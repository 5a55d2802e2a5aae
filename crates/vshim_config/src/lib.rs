//! Parsing and validation of `vshim.toml` configuration files.
//!
//! This crate reads the shim configuration and produces a strongly-typed
//! [`ShimConfig`], then resolves it into a [`SessionPlan`] with absolute
//! paths, a concrete model source, and the optional trace settings.

#![warn(missing_docs)]

pub mod error;
pub mod loader;
pub mod resolve;
pub mod types;

pub use error::ConfigError;
pub use loader::{load_config, load_config_file, load_config_from_str, CONFIG_FILE_NAME};
pub use resolve::{resolve_session_plan, trace_file_name, ModelSource, SessionPlan, TracePlan};
pub use types::*;
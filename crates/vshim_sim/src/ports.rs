//! Name and index lookup over a model's fixed port list.

use std::collections::HashMap;

use vshim_common::{PortId, PortSpec, PortValue};

use crate::error::SimError;

/// Fixed mapping from port name to [`PortId`], with the validity checks the
/// session applies before touching model memory.
#[derive(Clone, Debug)]
pub struct PortTable {
    specs: Vec<PortSpec>,
    by_name: HashMap<String, PortId>,
}

impl PortTable {
    /// Builds a table from a port list. Ids follow list order; if a name
    /// repeats, lookups resolve to its first occurrence.
    pub fn new(specs: &[PortSpec]) -> Self {
        let mut by_name = HashMap::with_capacity(specs.len());
        for (i, spec) in specs.iter().enumerate() {
            by_name
                .entry(spec.name.clone())
                .or_insert(PortId::from_raw(i as u32));
        }
        Self {
            specs: specs.to_vec(),
            by_name,
        }
    }

    /// Rejects a port list containing a zero-width port.
    pub fn check_widths(specs: &[PortSpec]) -> Result<(), SimError> {
        match specs.iter().find(|p| p.width == 0) {
            Some(p) => Err(SimError::ZeroWidthPort(p.name.clone())),
            None => Ok(()),
        }
    }

    /// Number of ports.
    pub fn len(&self) -> usize {
        self.specs.len()
    }

    /// Returns true if the model has no ports.
    pub fn is_empty(&self) -> bool {
        self.specs.is_empty()
    }

    /// Resolves a port name.
    pub fn lookup(&self, name: &str) -> Result<PortId, SimError> {
        self.by_name
            .get(name)
            .copied()
            .ok_or_else(|| SimError::UnknownPort(name.to_string()))
    }

    /// Returns the descriptor of a port.
    pub fn spec(&self, id: PortId) -> Result<&PortSpec, SimError> {
        self.specs.get(id.index()).ok_or(SimError::PortOutOfRange {
            index: id.as_raw(),
            count: self.specs.len(),
        })
    }

    /// Iterates over `(id, spec)` pairs in id order.
    pub fn iter(&self) -> impl Iterator<Item = (PortId, &PortSpec)> {
        self.specs
            .iter()
            .enumerate()
            .map(|(i, s)| (PortId::from_raw(i as u32), s))
    }

    /// Returns all descriptors in id order.
    pub fn specs(&self) -> &[PortSpec] {
        &self.specs
    }

    /// Checks that `value` may be written to `id` and returns it sized to
    /// the port width.
    pub fn check_write(&self, id: PortId, value: &PortValue) -> Result<PortValue, SimError> {
        let spec = self.spec(id)?;
        if !spec.is_input() {
            return Err(SimError::ReadOnlyPort(spec.name.clone()));
        }
        let bits = value.significant_bits();
        if bits > spec.width {
            return Err(SimError::ValueTooWide {
                port: spec.name.clone(),
                width: spec.width,
                value_bits: bits,
            });
        }
        Ok(value.resized(spec.width))
    }
}
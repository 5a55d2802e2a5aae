//! Generation of the C wrapper around a Verilator-compiled model.
//!
//! Given a model name and its port list, this crate renders the
//! `V<model>_v.cpp` source that exposes `create_model`, `destroy_model`,
//! `eval`, and one pointer symbol per port, plus the matching `V<model>_v.h`
//! header. Building the wrapper against the simulator's output is left to
//! the caller's build system; the resulting shared library is what
//! `vshim_sim::DylibModel` loads.

#![warn(missing_docs)]

pub mod error;
pub mod spec;
pub mod wrapper;

use std::fs;
use std::path::{Path, PathBuf};

use log::info;

pub use error::CodegenError;
pub use spec::WrapperSpec;
pub use wrapper::{header_file_name, render_header, render_wrapper, wrapper_file_name};

/// Paths of the files written by [`write_wrapper`].
#[derive(Clone, Debug, PartialEq, Eq)]
pub struct GeneratedFiles {
    /// The `V<model>_v.cpp` source.
    pub source: PathBuf,
    /// The `V<model>_v.h` header.
    pub header: PathBuf,
}

/// Validates `spec` and writes the wrapper source and header into `dir`,
/// creating it if needed.
pub fn write_wrapper(dir: &Path, spec: &WrapperSpec) -> Result<GeneratedFiles, CodegenError> {
    spec.validate()?;
    fs::create_dir_all(dir)?;

    let source = dir.join(wrapper_file_name(&spec.model_name));
    let header = dir.join(header_file_name(&spec.model_name));
    fs::write(&source, render_wrapper(spec))?;
    fs::write(&header, render_header(spec))?;

    info!(
        "generated wrapper for {} ({} ports) in {}",
        spec.model_name,
        spec.ports.len(),
        dir.display()
    );
    Ok(GeneratedFiles { source, header })
}
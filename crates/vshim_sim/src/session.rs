//! The simulation session: lifecycle, port access, and tracing for one
//! model instance.
//!
//! A session is created around a freshly constructed model, stepped any
//! number of times, and destroyed once. Every operation checks the session
//! state first, so stepping or touching ports after `destroy` is reported as
//! [`SimError::InvalidState`] instead of reaching freed model memory.

use std::fmt;
use std::path::Path;

use log::{debug, trace, warn};
use vshim_common::{PortId, PortSpec, PortValue};

use crate::error::SimError;
use crate::model::SimModel;
use crate::ports::PortTable;
use crate::trace::{TraceOptions, TraceSession};

/// Lifecycle state of a [`Session`].
#[derive(Clone, Copy, Debug, PartialEq, Eq)]
pub enum SessionState {
    /// The model is live; steps and port access are allowed.
    Ready,
    /// `destroy` has run. Terminal.
    Finalized,
}

impl fmt::Display for SessionState {
    fn fmt(&self, f: &mut fmt::Formatter<'_>) -> fmt::Result {
        match self {
            SessionState::Ready => write!(f, "ready"),
            SessionState::Finalized => write!(f, "finalized"),
        }
    }
}

/// Options applied when a session is created.
#[derive(Clone, Debug, Default)]
pub struct SessionOptions {
    /// Trace settings; `None` disables tracing.
    pub trace: Option<TraceOptions>,
    /// Leave the model allocated on destroy instead of releasing it.
    pub leak_model_on_destroy: bool,
}

/// A simulation session owning one model instance.
pub struct Session<M: SimModel> {
    model: Option<M>,
    ports: PortTable,
    trace: Option<TraceSession>,
    state: SessionState,
    steps: u64,
    leak_model_on_destroy: bool,
}
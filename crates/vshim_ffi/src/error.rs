//! Errors surfaced through `vshim_last_error`.

use vshim_config::ConfigError;
use vshim_sim::SimError;

/// Errors that can occur in a C ABI call.
#[derive(Debug, thiserror::Error)]
pub enum FfiError {
    /// A null session handle was passed.
    #[error("null session handle")]
    NullHandle,

    /// A null or non-UTF-8 string argument was passed.
    #[error("invalid string argument: {0}")]
    InvalidString(&'static str),

    /// A null output pointer was passed.
    #[error("null output pointer")]
    NullOutput,

    /// The configuration could not be loaded.
    #[error(transparent)]
    Config(#[from] ConfigError),

    /// The session rejected the operation.
    #[error(transparent)]
    Sim(#[from] SimError),

    /// A Rust panic was caught at the boundary.
    #[error("internal panic: {0}")]
    Panic(String),
}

= = =

### What to produce
Whenever the word "order" turns up in a line of the listing above, copy the line.

### Solution to the exercise
    /// Builds a table from a port list. Ids follow list order; if a name
    /// Iterates over `(id, spec)` pairs in id order.
    /// Returns all descriptors in id order.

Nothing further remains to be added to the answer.